Der Waleis sprach: "Und wäret ihr
Wohl so gewaltig eurer Leute,
Dass sie eurer harrten heute,
Und so lang ihr ferne seid?" (753, 15)
Da sprach der Heide: "Sonder Streit:
Und blieb ich aus ein halbes Jahr,
Mein harrte Reich und Arm fürwahr;
Keiner dürfte von dem Ort.
Speise haben sie an Bord (753, 20)
Genug, kein Mangel ficht sie an:
Von den Schiffen darf nicht Ross noch Mann,
Als sie mit Wasser zu versehn
Und sich am Strande zu ergehn."

   Parzival zum Bruder sprach: (753, 25)
"Wohlan, so folget mir denn nach
Zu großer Pracht, Fraun wonnesam
Und von euerm edeln Stamm
Manchem Ritter kurtois.
Artus der Bretanois
Liegt hier mit reichem Hofgelag (754, 1)
(Ich verließ es erst vor Tag),
Mit großer minniglicher Schar:
Da sehn wir Frauen schön und klar."

   Der Heid, als er von Fraun vernahm (754, 5)
(Den Frauen war sein Herz nicht gram),
Da sprach er: "Führ mich hin mit dir.
Lieber Bruder, sage mir
Wen wir finden an dem Ort?
Sehn wir unsrer Freunde dort, (754, 10)
Wenn wir zu Artus kommen?
Von seinem Hof hab ich vernommen,
Dass er prächtig sei und reich;
Nichts komme seinem Glanze gleich."

   Parzival hub wieder an: (754, 15)
"Wir sehn da Frauen wohlgetan.
Nicht umsonst ist unsre Fahrt,
Wir finden unsres Stammes Art,
Leute, die uns angeboren,
Und manches Haupt zur Kron erkoren." (754, 20)

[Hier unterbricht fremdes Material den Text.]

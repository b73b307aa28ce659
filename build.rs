//! Build script for the Tonal catalogue client.
//!
//! Copies the configuration template to the user's local data directory so
//! a ready-to-edit example sits in the location the application reads its
//! `.env` from.
//!
//! # File Operations
//!
//! ## Source Location
//! The script looks for `.env.example` in the crate root directory (where
//! Cargo.toml resides).
//!
//! ## Destination Location
//! Templates are copied to the platform-specific local data directory:
//! - Linux: `~/.local/share/tonalcli/.env.example`
//! - macOS: `~/Library/Application Support/tonalcli/.env.example`
//! - Windows: `%LOCALAPPDATA%/tonalcli/.env.example`
//!
//! # Error Handling Strategy
//!
//! A missing template only produces a cargo warning; directory creation and
//! copy failures fail the build.

use std::{env, fs, path::PathBuf};

fn main() -> Result<(), Box<dyn std::error::Error>> {
    // Re-run if the template changes
    println!("cargo:rerun-if-changed=.env.example");

    // Where to copy FROM (crate root)
    let manifest_dir = PathBuf::from(env::var("CARGO_MANIFEST_DIR")?);
    let env_example_path = manifest_dir.join(".env.example");

    // Compute target dir (the local data dir) and ensure it exists
    let mut out_dir = dirs::data_local_dir().unwrap_or_else(|| PathBuf::from("."));
    out_dir.push("tonalcli");
    fs::create_dir_all(&out_dir)?;

    // Only copy if the source exists; otherwise warn instead of failing
    if env_example_path.is_file() {
        let contents = fs::read_to_string(&env_example_path)?;
        fs::write(out_dir.join(".env.example"), contents)?;
    } else {
        println!(
            "cargo:warning=.env.example not found at {}",
            env_example_path.display()
        );
    }

    Ok(())
}
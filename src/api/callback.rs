use std::{collections::HashMap, sync::Arc};

use axum::{Extension, extract::Query, response::Html};
use tokio::sync::Mutex;

use crate::{config, tonal::client::TonalClient, types::UserToken, warning};

pub async fn callback(
    Query(params): Query<HashMap<String, String>>,
    Extension(shared_state): Extension<Arc<Mutex<Option<UserToken>>>>,
) -> Html<&'static str> {
    let Some(code) = params.get("code") else {
        return Html("<h4>Missing authorization code.</h4>");
    };

    let client = TonalClient::new(config::client_config());
    match client.exchange_code(code).await {
        Ok(token) => {
            let mut state = shared_state.lock().await;
            *state = Some(token);
            Html("<h2>Authentication successful.</h2><p>Close this browser window.</p>")
        }
        Err(e) => {
            warning!("Token exchange failed: {}", e);
            Html("<h4>Login failed.</h4>")
        }
    }
}
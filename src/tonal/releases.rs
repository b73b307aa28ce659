use crate::{
    error::Result,
    tonal::{client::TonalClient, parse::Payload},
    types::{Envelope, Release},
};

impl TonalClient {
    /// Latest releases across the catalogue, newest first.
    pub async fn new_releases(&self, limit: u32) -> Result<Envelope<Vec<Release>>> {
        let path = format!("/products/new-releases?limit={limit}");
        self.get_list(&path, false, Payload::NamedList("items"), Release::from_value)
            .await
    }

    /// A single release by catalogue id.
    ///
    /// The endpoint returns the release as the whole document; the envelope
    /// result holds zero or one element.
    pub async fn release(&self, release_id: &str) -> Result<Envelope<Vec<Release>>> {
        let path = format!("/products/{release_id}");
        self.get_list(&path, false, Payload::SingleItem, Release::from_value)
            .await
    }
}
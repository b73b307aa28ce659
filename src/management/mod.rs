mod auth;

pub use auth::CacheError;
pub use auth::TokenCache;
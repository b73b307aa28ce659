use std::time::Duration;

use async_trait::async_trait;
use reqwest::Method;
use thiserror::Error;

/// One outgoing API call, fully described before dispatch.
///
/// Catalogue calls are plain GETs; token-endpoint calls are POSTs with a
/// form-encoded body. Headers are a flat list so decoders and tests can
/// inspect exactly what will be sent.
#[derive(Debug, Clone)]
pub struct ApiRequest {
    pub method: Method,
    pub url: String,
    pub headers: Vec<(String, String)>,
    pub form: Option<Vec<(String, String)>>,
}

impl ApiRequest {
    pub fn get(url: impl Into<String>) -> Self {
        Self {
            method: Method::GET,
            url: url.into(),
            headers: Vec::new(),
            form: None,
        }
    }

    pub fn post_form(url: impl Into<String>, form: Vec<(String, String)>) -> Self {
        Self {
            method: Method::POST,
            url: url.into(),
            headers: Vec::new(),
            form: Some(form),
        }
    }

    /// Case-insensitive request header lookup.
    pub fn header(&self, name: &str) -> Option<&str> {
        self.headers
            .iter()
            .find(|(n, _)| n.eq_ignore_ascii_case(name))
            .map(|(_, v)| v.as_str())
    }
}

/// The raw HTTP outcome of an executed request, before any body decoding.
#[derive(Debug, Clone)]
pub struct RawResponse {
    pub status: u16,
    pub headers: Vec<(String, String)>,
    pub body: Vec<u8>,
}

impl RawResponse {
    /// Case-insensitive response header lookup.
    pub fn header(&self, name: &str) -> Option<&str> {
        self.headers
            .iter()
            .find(|(n, _)| n.eq_ignore_ascii_case(name))
            .map(|(_, v)| v.as_str())
    }

    pub fn is_success(&self) -> bool {
        (200..300).contains(&self.status)
    }
}

/// Failure to produce any HTTP response (connect, timeout, TLS).
#[derive(Debug, Error)]
pub enum TransportError {
    #[error("HTTP request failed: {0}")]
    Http(#[from] reqwest::Error),

    /// Catch-all for non-reqwest transports (and test doubles).
    #[error("{0}")]
    Other(String),
}

/// Network seam of the client.
///
/// Exactly one implementation is active per client instance. Production use
/// goes through [`ReqwestTransport`]; tests script a mock.
#[async_trait]
pub trait HttpTransport: Send + Sync {
    async fn execute(&self, request: ApiRequest) -> Result<RawResponse, TransportError>;
}

/// Production transport backed by a shared [`reqwest::Client`].
pub struct ReqwestTransport {
    http: reqwest::Client,
}

impl ReqwestTransport {
    pub fn new() -> Self {
        let http = reqwest::Client::builder()
            .timeout(Duration::from_secs(30))
            .build()
            .expect("failed to build HTTP client");
        Self { http }
    }
}

impl Default for ReqwestTransport {
    fn default() -> Self {
        Self::new()
    }
}

#[async_trait]
impl HttpTransport for ReqwestTransport {
    async fn execute(&self, request: ApiRequest) -> Result<RawResponse, TransportError> {
        let mut builder = self.http.request(request.method.clone(), request.url.as_str());
        for (name, value) in &request.headers {
            builder = builder.header(name.as_str(), value.as_str());
        }
        if let Some(form) = &request.form {
            builder = builder.form(form);
        }

        let response = builder.send().await?;
        let status = response.status().as_u16();
        let headers = response
            .headers()
            .iter()
            .map(|(n, v)| {
                (
                    n.as_str().to_string(),
                    String::from_utf8_lossy(v.as_bytes()).into_owned(),
                )
            })
            .collect();
        let body = response.bytes().await?.to_vec();

        Ok(RawResponse {
            status,
            headers,
            body,
        })
    }
}
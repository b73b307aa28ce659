//! Tonal Catalogue Client Library
//!
//! This library provides a thin SDK for the Tonal music catalogue Web API
//! plus the pieces the bundled CLI host is built from. The SDK covers OAuth2
//! token acquisition and refresh, signed and bearer authorization headers,
//! gzip-aware response handling, and the catalogue's three JSON payload
//! shapes.
//!
//! # Modules
//!
//! - `api` - HTTP API endpoints for the local OAuth callback server
//! - `cli` - Command-line interface implementations
//! - `config` - Configuration management and environment variables
//! - `error` - Hard-error taxonomy of the SDK
//! - `management` - Token persistence in the local data directory
//! - `server` - Local HTTP server for OAuth callbacks
//! - `tonal` - Tonal Web API client implementation (the SDK core)
//! - `types` - Token model, envelopes, and catalogue data structures

pub mod api;
pub mod cli;
pub mod config;
pub mod error;
pub mod management;
pub mod server;
pub mod tonal;
pub mod types;

/// Prints an informational message with a blue bullet point.
///
/// The macro accepts the same arguments as `println!`, supporting format
/// strings and interpolation.
#[macro_export]
macro_rules! info {
  ($($arg:tt)*) => ({
    use colored::Colorize;
    println!("[{}] {}", "o".blue().bold(), std::format_args!($($arg)*));
  })
}

/// Prints a success message with a green checkmark.
#[macro_export]
macro_rules! success {
  ($($arg:tt)*) => ({
    use colored::Colorize;
    println!("[{}] {}", "✓".green().bold(), std::format_args!($($arg)*));
  })
}

/// Prints an error message with a red exclamation mark and exits the
/// program with code 1. Only for unrecoverable errors.
#[macro_export]
macro_rules! error {
  ($($arg:tt)*) => ({
    use colored::Colorize;
    println!("[{}] {}", "!".red().bold(), std::format_args!($($arg)*));
    std::process::exit(1);
  })
}

/// Prints a warning message with a yellow exclamation mark.
#[macro_export]
macro_rules! warning {
  ($($arg:tt)*) => ({
    use colored::Colorize;
    println!("[{}] {}", "!".yellow().bold(), std::format_args!($($arg)*));
  })
}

   Sie sprangen beid empor zumal.
Nicht versäumt auch Parzival,
Er holte seines Bruders Schwert:
Das stieß er dem Degen wert
Wieder in die Scheide. (754, 25)
Da entsagten sie wohl beide
Allem Hass und allem Streit
Und ritten hin in Einigkeit.

   Eh sie bei Artus angekommen,
Hatt er von ihnen schon vernommen.
Dort wars an diesem Tage (755, 1)
Des Heers gemeine Klage,
Dass Parzival der Held verwogen
So von dannen war gezogen.
Artus beschloss da mit den Seinen, (755, 5)
Dass man auf Parzivals Erscheinen
Acht Tage harren solle
Und die Statt icht räumen wolle.
Als Gramoflanzens Heer gekommen,
Ward ihm manch weiter Kreis genommen, (755, 10)
Und mit Zelten wohl geziert:
Der König ward darin logiert
Und seine stolzen Leute.
Man mochte die vier Bräute
Nicht schöner ehren, als geschah. (755, 15)
Von Schatelmerveile reiten sah
Man einen Mann zur selben Zeit:
Der sprach, man hab einen Sterit
Auf dem Warthaus in der Säul ersehn:
Was je mit Schwerten wär geschehn, (755, 20)
Vergleiche diesem Streit sich nicht.
Gawanen bracht' er den Bericht
(Bei Artus saß der Degen hehr):
Die Ritter rieten hin und her,
Wer die Kämpfer wohl gewesen sei'n. (755, 25)
Artus der König sprach darein:
"Zur Hälfte wett ich, dass ichs treffe:
Hier hat von Kanvoleiß mein Neffe,
Der heute von uns schied, gestritten."

   Ihrem Kampf wohl bracht es Ehre, (756, 1)
Wie vom Schwert und von dem Speere
Helm und Schild die Spuren trug.
Geschickt war dessen Hand genug
(Da auch der Kämpfer Kunst bedarf), (756, 5)
Der diese Schilderei entwarf.
Sie wandten sich zu Artus Zelt.
Hin blickte staunend alle Welt,
Als er geritten kam, der Heide;
Viel Reichtum trug der Held am Kleide. (756, 10)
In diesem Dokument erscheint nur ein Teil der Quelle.